Hospital & Physician

In this Window of Opportunity, What's Your Affiliate Strategy?

February 2010

A unique window of opportunity exists for large hospital systems and integrated delivery networks to share
their Electronic Health Record (EHR) systems with their affiliated independent physician practices.  Combining the current availability of stimulus funds with a relaxed regulatory environment related to the Stark law makes this the right time to develop an EHR affiliate physician engagement strategy to examine the level of effort and cost of such a program.

The current Stark safe harbor rules that permit hospital systems and integrated delivery networks to absorb
much of the cost of sharing their EHR technology with affiliated physician practices is scheduled to expire on
December 31, 2013. It is expected that at that time, once again, there will be a ban on hospital funding of EHR technology for affiliate physician practices. This safe harbor rule, combined with the current stimulus funds available for EHR adoption through the American Recovery and Reinvestment Act of 2009 (ARRA) and heavy vendor marketing, have put a great deal of pressure on independent physician practices to make EHR decisions in 2010.

Why would a hospital system or integrated delivery network want to incur the time and expense of developing a strategy to extend their EHR system to their affiliate practices? Utilizing a shared system can provide multiple benefits, including:

  • improved patient care
  • streamlined referral processes
  • enhanced data integration capabilities
  • increased physician and patient satisfaction due to enhanced communications

In addition, hospitals have the ability to differentiate themselves from the crowded EHR vendor market due to their capacity to leverage existing relationships within the community, provide seamless record integration, and offer clinical content and best practices, as well as the potential to provide system support. They also offer the advantage of real-life implementation experience, especially in regards to overcoming potential adoption barriers and addressing concerns about changes to physician productivity during the implementation process.

This article outlines the steps that hospital systems and integrated delivery systems should take to create a
successful program for offering their EHR systems to their affiliates. But reader beware: this is not intended to be yet another “get your $44,000 stimulus funding — act now!” article, but rather a pragmatic outline of steps to take in evaluating and implementing an affiliate practice engagement strategy.

GETTING STARTED: INTERNAL ALIGNMENT

In order for any large organization to develop a successful affiliate practice engagement strategy, they must
first achieve internal alignment between the C-suite and physician leaders. The question to ask is:  Do we understand all of the perspectives and concerns across the entire span of our leadership organization?

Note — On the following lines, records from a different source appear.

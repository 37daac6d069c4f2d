use serde::{Deserialize, Deserializer, Serialize};

#[derive(Debug, Clone, PartialEq, Eq, Serialize, Deserialize)]
pub struct Artist {
    pub name: String,
}

#[derive(Debug, Clone, PartialEq, Eq, Serialize, Deserialize)]
pub struct Image {
    pub url: String,
    #[serde(default)]
    pub width: Option<u32>,
    #[serde(default)]
    pub height: Option<u32>,
}

#[derive(Debug, Clone, PartialEq, Eq, Serialize, Deserialize)]
pub struct Album {
    pub name: String,
    /// Largest first, as Spotify returns them.
    #[serde(default)]
    pub images: Vec<Image>,
}

#[derive(Debug, Clone, PartialEq, Eq, Serialize, Deserialize)]
#[serde(from = "TrackWire")]
pub struct Track {
    /// Catalogue id; for local files the `uri`, or name and duration.
    pub id: String,
    pub name: String,
    pub artists: Vec<Artist>,
    pub album: Album,
    pub duration_ms: u64,
}

/// `id` is `null` for local files.
#[derive(Deserialize)]
struct TrackWire {
    #[serde(default)]
    id: Option<String>,
    #[serde(default)]
    uri: Option<String>,
    name: String,
    #[serde(default)]
    artists: Vec<Artist>,
    album: Album,
    #[serde(default, deserialize_with = "null_as_zero")]
    duration_ms: u64,
}

impl From<TrackWire> for Track {
    fn from(w: TrackWire) -> Self {
        let id = w
            .id
            .filter(|id| !id.is_empty())
            .or(w.uri.filter(|uri| !uri.is_empty()))
            .unwrap_or_else(|| format!("local:{}:{}", w.name, w.duration_ms));
        Self {
            id,
            name: w.name,
            artists: w.artists,
            album: w.album,
            duration_ms: w.duration_ms,
        }
    }
}

fn null_as_zero<'de, D: Deserializer<'de>>(d: D) -> Result<u64, D::Error> {
    Ok(Option::<u64>::deserialize(d)?.unwrap_or(0))
}

impl Track {
    pub fn artist_names(&self) -> String {
        self.artists
            .iter()
            .map(|a| a.name.as_str())
            .collect::<Vec<_>>()
            .join(", ")
    }

    pub fn primary_artist(&self) -> &str {
        self.artists.first().map(|a| a.name.as_str()).unwrap_or("")
    }

    pub fn cover_url(&self) -> Option<&str> {
        self.album.images.first().map(|i| i.url.as_str())
    }
}

#[derive(Debug, Clone, PartialEq, Eq, Serialize, Deserialize)]
pub struct PlayerState {
    pub is_playing: bool,
    #[serde(default, deserialize_with = "null_as_zero")]
    pub progress_ms: u64,
    /// `null` for ads, local files without metadata, or nothing loaded.
    #[serde(default)]
    pub item: Option<Track>,
}

#[derive(Debug, Clone, Default, Deserialize)]
pub struct QueueResponse {
    #[serde(default, deserialize_with = "tracks_only")]
    pub queue: Vec<Track>,
}

/// Podcast episodes share the queue with tracks; keep only what parses as a track.
fn tracks_only<'de, D: Deserializer<'de>>(d: D) -> Result<Vec<Track>, D::Error> {
    let raw = Option::<Vec<serde_json::Value>>::deserialize(d)?.unwrap_or_default();
    Ok(raw
        .into_iter()
        .filter_map(|v| serde_json::from_value(v).ok())
        .collect())
}

pub fn format_ms(ms: u64) -> String {
    let secs = ms / 1000;
    format!("{}:{:02}", secs / 60, secs % 60)
}

#[cfg(test)]
mod tests {
    use super::*;

    #[test]
    fn test_player_state_from_api_shape() {
        let raw = serde_json::json!({
            "is_playing": true,
            "progress_ms": 42_000,
            "device": { "name": "Kitchen" },
            "item": {
                "id": "4uLU6hMCjMI75M1A2tKUQC",
                "name": "Never Gonna Give You Up",
                "artists": [{ "name": "Rick Astley", "id": "x" }],
                "album": {
                    "name": "Whenever You Need Somebody",
                    "images": [{ "url": "https://i.scdn.co/image/a", "width": 640, "height": 640 }]
                },
                "duration_ms": 213_573
            }
        });
        let state: PlayerState = serde_json::from_value(raw).unwrap();
        let track = state.item.unwrap();
        assert_eq!(track.primary_artist(), "Rick Astley");
        assert_eq!(track.cover_url(), Some("https://i.scdn.co/image/a"));
        assert_eq!(format_ms(track.duration_ms), "3:33");
    }

    #[test]
    fn test_null_item_and_missing_queue() {
        let state: PlayerState =
            serde_json::from_str(r#"{"is_playing":false,"progress_ms":0,"item":null}"#).unwrap();
        assert!(state.item.is_none());

        let q: QueueResponse = serde_json::from_str(r#"{"currently_playing":null}"#).unwrap();
        assert!(q.queue.is_empty());
        let q: QueueResponse = serde_json::from_str(r#"{"queue":null}"#).unwrap();
        assert!(q.queue.is_empty());
    }

    #[test]
    fn test_local_file_item_decodes_with_fallback_id() {
        let state: PlayerState = serde_json::from_str(
            r#"{"is_playing":true,"progress_ms":null,"item":{"id":null,"uri":"spotify:local:Me:Local:My+Local+Song:200","name":"My Local Song","is_local":true,"artists":[{"name":"Me"}],"album":{"name":"Local","images":[]},"duration_ms":200000}}"#,
        )
        .unwrap();
        assert_eq!(state.progress_ms, 0);
        let track = state.item.unwrap();
        assert_eq!(track.id, "spotify:local:Me:Local:My+Local+Song:200");
        assert_eq!(track.name, "My Local Song");

        let bare: Track = serde_json::from_str(
            r#"{"id":null,"name":"Demo","album":{"name":"Local"},"duration_ms":90000}"#,
        )
        .unwrap();
        assert_eq!(bare.id, "local:Demo:90000");
    }

    #[test]
    fn test_queue_skips_episodes() {
        let raw = serde_json::json!({
            "queue": [
                { "id": "ep", "name": "Episode 12", "duration_ms": 1, "show": { "name": "Pod" } },
                { "id": "t1", "name": "Song", "artists": [], "album": { "name": "LP" }, "duration_ms": 1000 }
            ]
        });
        let q: QueueResponse = serde_json::from_value(raw).unwrap();
        assert_eq!(q.queue.len(), 1);
        assert_eq!(q.queue[0].id, "t1");
    }
}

For example, the Chief Compliance Officer will have a very different point of view from the Chief Nursing
Officer.

It should, therefore, be the responsibility of the Chief Executive Officer to identify the participants required to develop the affiliate engagement strategy. In addition, the CEO should commission information-gathering
sessions, guided by a simple questionnaire, for the purpose of identifying the benefits and risks of the program and the goal of gaining consensus to proceed. The results of these sessions should be documented and shared with the leadership team, who should in turn use this information to identify critical success factors and risks, along with mitigation strategies.

SETTING TARGETS

Once the organization has achieved internal alignment, the next step is to develop a list of potential targets,
using a three-step process:

Profiling Potential Targets
The organization needs to identify which of their affiliate practices should be targeted for EHR
integration. Essential to this process is the development of a profile for each affiliate practice. The
profiles should include metrics such as referral volumes and record request patterns. Both the
marketing and health information management departments will be key players in this process.

Gauge the Target’s Interest
After developing the profiles, you should try to gauge the level of interest of each target. However, be
aware that most independent physician practices are currently receiving numerous calls from EHR
vendors and are beginning to feel overwhelmed by the alternatives presented to them. An alternative
to direct contact is to try to leverage an existing forum, such as utilizing EHR survey results gathered
for another purpose.

Understand Existing Relationships
It is important for your organization to understand the scope of existing EHR relationships in order to
ensure that new offerings are in alignment and do not dilute the benefits of current partnerships.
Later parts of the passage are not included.